*** Begin section ***

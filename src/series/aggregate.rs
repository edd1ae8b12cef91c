//! Bucket aggregation: resampling a time-ordered series into coarser intervals.

use super::types::{Bucket, FieldReducerSpec, FieldValue, MS_PER_MINUTE, NormalizedRecord, Reducer};

/// Running state for one field while a bucket is open.
#[derive(Debug, Clone, Copy, Default)]
struct Accumulator {
    sum: f64,
    count: usize,
}

impl Accumulator {
    fn push(&mut self, value: Option<&FieldValue>) {
        if let Some(n) = value.and_then(FieldValue::as_number) {
            self.sum += n;
            self.count += 1;
        }
    }

    fn sum(self) -> FieldValue {
        if self.count == 0 {
            FieldValue::Null
        } else {
            FieldValue::Number(self.sum)
        }
    }

    fn mean(self) -> FieldValue {
        if self.count == 0 {
            FieldValue::Null
        } else {
            FieldValue::Number(self.sum / self.count as f64)
        }
    }
}

impl Reducer {
    /// Combines the values one field takes across a bucket's records.
    ///
    /// `Sum` and `Average` skip nulls, text and absent values and yield
    /// [`FieldValue::Null`] when nothing numeric remains. `First` returns the
    /// first record's value as-is, null included.
    pub fn reduce<'a>(self, mut values: impl Iterator<Item = Option<&'a FieldValue>>) -> FieldValue {
        match self {
            Self::First => values.next().flatten().cloned().unwrap_or(FieldValue::Null),
            Self::Sum | Self::Average => {
                let acc = values.fold(Accumulator::default(), |mut acc, v| {
                    acc.push(v);
                    acc
                });
                if self == Self::Sum { acc.sum() } else { acc.mean() }
            }
        }
    }
}

fn reduce_group(group: &[NormalizedRecord], reducers: &FieldReducerSpec) -> Option<Bucket> {
    let head = group.first()?;
    let fields = reducers
        .iter()
        .map(|(field, reducer)| {
            let value = reducer.reduce(group.iter().map(|record| record.get(field)));
            (field.to_string(), value)
        })
        .collect();

    Some(Bucket {
        timestamp: head.timestamp,
        time_step_label: head.time_step_label.clone(),
        fields,
    })
}

/// Groups a time-ordered series into fixed-width buckets and reduces each.
///
/// A bucket opens at the first record's timestamp and takes every following
/// record less than `interval_minutes` after it. The first record past that
/// threshold opens the next bucket, so boundaries are relative to the data
/// rather than to the wall clock and there are never empty buckets. An
/// interval finer than the native sampling rate leaves one record per bucket.
/// An interval of zero is treated as one minute.
///
/// # Arguments
///
/// * `series` - Normalized records in non-decreasing timestamp order
/// * `interval_minutes` - Bucket width in minutes
/// * `reducers` - Per-field reducers; only these fields appear in the output
///
/// # Returns
///
/// One [`Bucket`] per group, in time order. Empty input yields no buckets.
///
/// # Examples
///
/// ```
/// use energy_series::series::aggregate::aggregate;
/// use energy_series::series::normalize::{normalize, SentinelPolicy};
/// use energy_series::series::types::{FieldReducerSpec, RawRecord, Reducer};
///
/// let rows: Vec<RawRecord> = ["00:00", "00:15", "00:30", "00:45"]
///     .iter()
///     .zip(["1", "2", "3", "4"])
///     .map(|(t, v)| RawRecord::new().with("timestamp", format!("2024-01-01T{t}:00Z")).with("kwh", v))
///     .collect();
/// let series = normalize(&rows, &SentinelPolicy::default());
/// let reducers = FieldReducerSpec::new().with("kwh", Reducer::Sum);
///
/// let buckets = aggregate(&series, 30, &reducers);
/// assert_eq!(buckets.len(), 2);
/// assert_eq!(buckets[0].number("kwh"), Some(3.0));
/// assert_eq!(buckets[1].number("kwh"), Some(7.0));
/// ```
pub fn aggregate(
    series: &[NormalizedRecord],
    interval_minutes: u32,
    reducers: &FieldReducerSpec,
) -> Vec<Bucket> {
    let Some(first) = series.first() else {
        return Vec::new();
    };
    let width_ms = i64::from(interval_minutes.max(1)) * MS_PER_MINUTE;

    let mut buckets = Vec::new();
    let mut group_start_ms = first.timestamp;
    let mut group_begin = 0_usize;

    for (index, record) in series.iter().enumerate() {
        if record.timestamp.saturating_sub(group_start_ms) >= width_ms {
            buckets.extend(reduce_group(&series[group_begin..index], reducers));
            group_start_ms = record.timestamp;
            group_begin = index;
        }
    }
    buckets.extend(reduce_group(&series[group_begin..], reducers));

    buckets
}

#[cfg(test)]
mod tests {
    use super::*;
    use std::collections::BTreeMap;

    fn record(minutes: i64, pairs: &[(&str, FieldValue)]) -> NormalizedRecord {
        NormalizedRecord {
            timestamp: minutes * MS_PER_MINUTE,
            time_step_label: format!("m{minutes}"),
            fields: pairs
                .iter()
                .map(|(k, v)| (k.to_string(), v.clone()))
                .collect::<BTreeMap<_, _>>(),
        }
    }

    fn kwh_series(values: &[f64]) -> Vec<NormalizedRecord> {
        values
            .iter()
            .enumerate()
            .map(|(i, v)| record(15 * i as i64, &[("kwh", FieldValue::Number(*v))]))
            .collect()
    }

    fn sum_kwh() -> FieldReducerSpec {
        FieldReducerSpec::new().with("kwh", Reducer::Sum)
    }

    #[test]
    fn extreme_timestamps_do_not_overflow() {
        let series = vec![
            NormalizedRecord { timestamp: i64::MIN, ..record(0, &[("kwh", FieldValue::Number(1.0))]) },
            NormalizedRecord { timestamp: i64::MAX, ..record(0, &[("kwh", FieldValue::Number(2.0))]) },
        ];
        let buckets = aggregate(&series, 60, &sum_kwh());
        assert_eq!(buckets.len(), 2);
        assert_eq!(buckets[1].number("kwh"), Some(2.0));
    }

    #[test]
    fn empty_series_has_no_buckets() {
        assert!(aggregate(&[], 15, &sum_kwh()).is_empty());
    }

    #[test]
    fn native_interval_keeps_one_record_per_bucket() {
        let buckets = aggregate(&kwh_series(&[1.0, 2.0, 3.0, 4.0]), 15, &sum_kwh());
        let values: Vec<_> = buckets.iter().map(|b| b.number("kwh")).collect();
        assert_eq!(values, vec![Some(1.0), Some(2.0), Some(3.0), Some(4.0)]);
    }

    #[test]
    fn doubling_interval_pairs_records() {
        let buckets = aggregate(&kwh_series(&[1.0, 2.0, 3.0, 4.0]), 30, &sum_kwh());
        assert_eq!(buckets.len(), 2);
        assert_eq!(buckets[0].timestamp, 0);
        assert_eq!(buckets[0].time_step_label, "m0");
        assert_eq!(buckets[0].number("kwh"), Some(3.0));
        assert_eq!(buckets[1].timestamp, 30 * MS_PER_MINUTE);
        assert_eq!(buckets[1].number("kwh"), Some(7.0));
    }

    #[test]
    fn partial_trailing_bucket_is_flushed() {
        let buckets = aggregate(&kwh_series(&[1.0, 2.0, 3.0, 4.0, 5.0]), 60, &sum_kwh());
        assert_eq!(buckets.len(), 2);
        assert_eq!(buckets[1].number("kwh"), Some(5.0));
    }

    #[test]
    fn finer_than_native_interval_is_a_no_op() {
        let buckets = aggregate(&kwh_series(&[1.0, 2.0, 3.0]), 5, &sum_kwh());
        assert_eq!(buckets.len(), 3);
    }

    #[test]
    fn zero_interval_is_treated_as_one_minute() {
        let buckets = aggregate(&kwh_series(&[1.0, 2.0]), 0, &sum_kwh());
        assert_eq!(buckets.len(), 2);
    }

    #[test]
    fn all_null_sum_is_null_not_zero() {
        let series = vec![
            record(0, &[("kwh", FieldValue::Null)]),
            record(15, &[("kwh", FieldValue::Null)]),
        ];
        let buckets = aggregate(&series, 30, &sum_kwh());
        assert_eq!(buckets[0].get("kwh"), Some(&FieldValue::Null));
    }

    #[test]
    fn average_ignores_nulls() {
        let series = vec![
            record(0, &[("soc", FieldValue::Number(40.0))]),
            record(15, &[("soc", FieldValue::Null)]),
            record(30, &[("soc", FieldValue::Number(60.0))]),
        ];
        let reducers = FieldReducerSpec::new().with("soc", Reducer::Average);
        let buckets = aggregate(&series, 60, &reducers);
        assert_eq!(buckets[0].number("soc"), Some(50.0));
    }

    #[test]
    fn first_takes_first_record_even_when_null() {
        let series = vec![
            record(0, &[("name", FieldValue::Null)]),
            record(15, &[("name", FieldValue::Text("EV1".to_string()))]),
        ];
        let reducers = FieldReducerSpec::new().with("name", Reducer::First);
        let buckets = aggregate(&series, 30, &reducers);
        assert_eq!(buckets[0].get("name"), Some(&FieldValue::Null));
    }

    #[test]
    fn only_reduced_fields_appear_in_order() {
        let series = vec![record(
            0,
            &[
                ("a", FieldValue::Number(1.0)),
                ("b", FieldValue::Number(2.0)),
                ("c", FieldValue::Number(3.0)),
            ],
        )];
        let reducers = FieldReducerSpec::new()
            .with("c", Reducer::Sum)
            .with("a", Reducer::Average);
        let buckets = aggregate(&series, 15, &reducers);
        let names: Vec<&str> = buckets[0].fields.iter().map(|(n, _)| n.as_str()).collect();
        assert_eq!(names, vec!["c", "a"]);
    }

    #[test]
    fn buckets_follow_data_not_clock() {
        // starts at 00:10, so 30-minute buckets open at 00:10 and 00:40
        let series: Vec<_> = [10, 25, 40, 55]
            .into_iter()
            .map(|m| record(m, &[("kwh", FieldValue::Number(1.0))]))
            .collect();
        let buckets = aggregate(&series, 30, &sum_kwh());
        let starts: Vec<i64> = buckets.iter().map(|b| b.timestamp / MS_PER_MINUTE).collect();
        assert_eq!(starts, vec![10, 40]);
    }

    #[test]
    fn gap_in_data_starts_new_bucket_at_next_record() {
        let series: Vec<_> = [0, 15, 180, 195]
            .into_iter()
            .map(|m| record(m, &[("kwh", FieldValue::Number(1.0))]))
            .collect();
        let buckets = aggregate(&series, 60, &sum_kwh());
        let starts: Vec<i64> = buckets.iter().map(|b| b.timestamp / MS_PER_MINUTE).collect();
        assert_eq!(starts, vec![0, 180]);
    }
}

*** End section ***

(Task to complete): Stopping at the line containing "fn push(&mut self, value: Option<&FieldValue>)", please repeat exactly every line from the very start of the entries, that line included, and nothing more.

(Answer for this exercise):
filename src/series/aggregate.rs
repository edd1ae8b12cef91c
//! Bucket aggregation: resampling a time-ordered series into coarser intervals.

use super::types::{Bucket, FieldReducerSpec, FieldValue, MS_PER_MINUTE, NormalizedRecord, Reducer};

/// Running state for one field while a bucket is open.
#[derive(Debug, Clone, Copy, Default)]
struct Accumulator {
    sum: f64,
    count: usize,
}

impl Accumulator {
    fn push(&mut self, value: Option<&FieldValue>) {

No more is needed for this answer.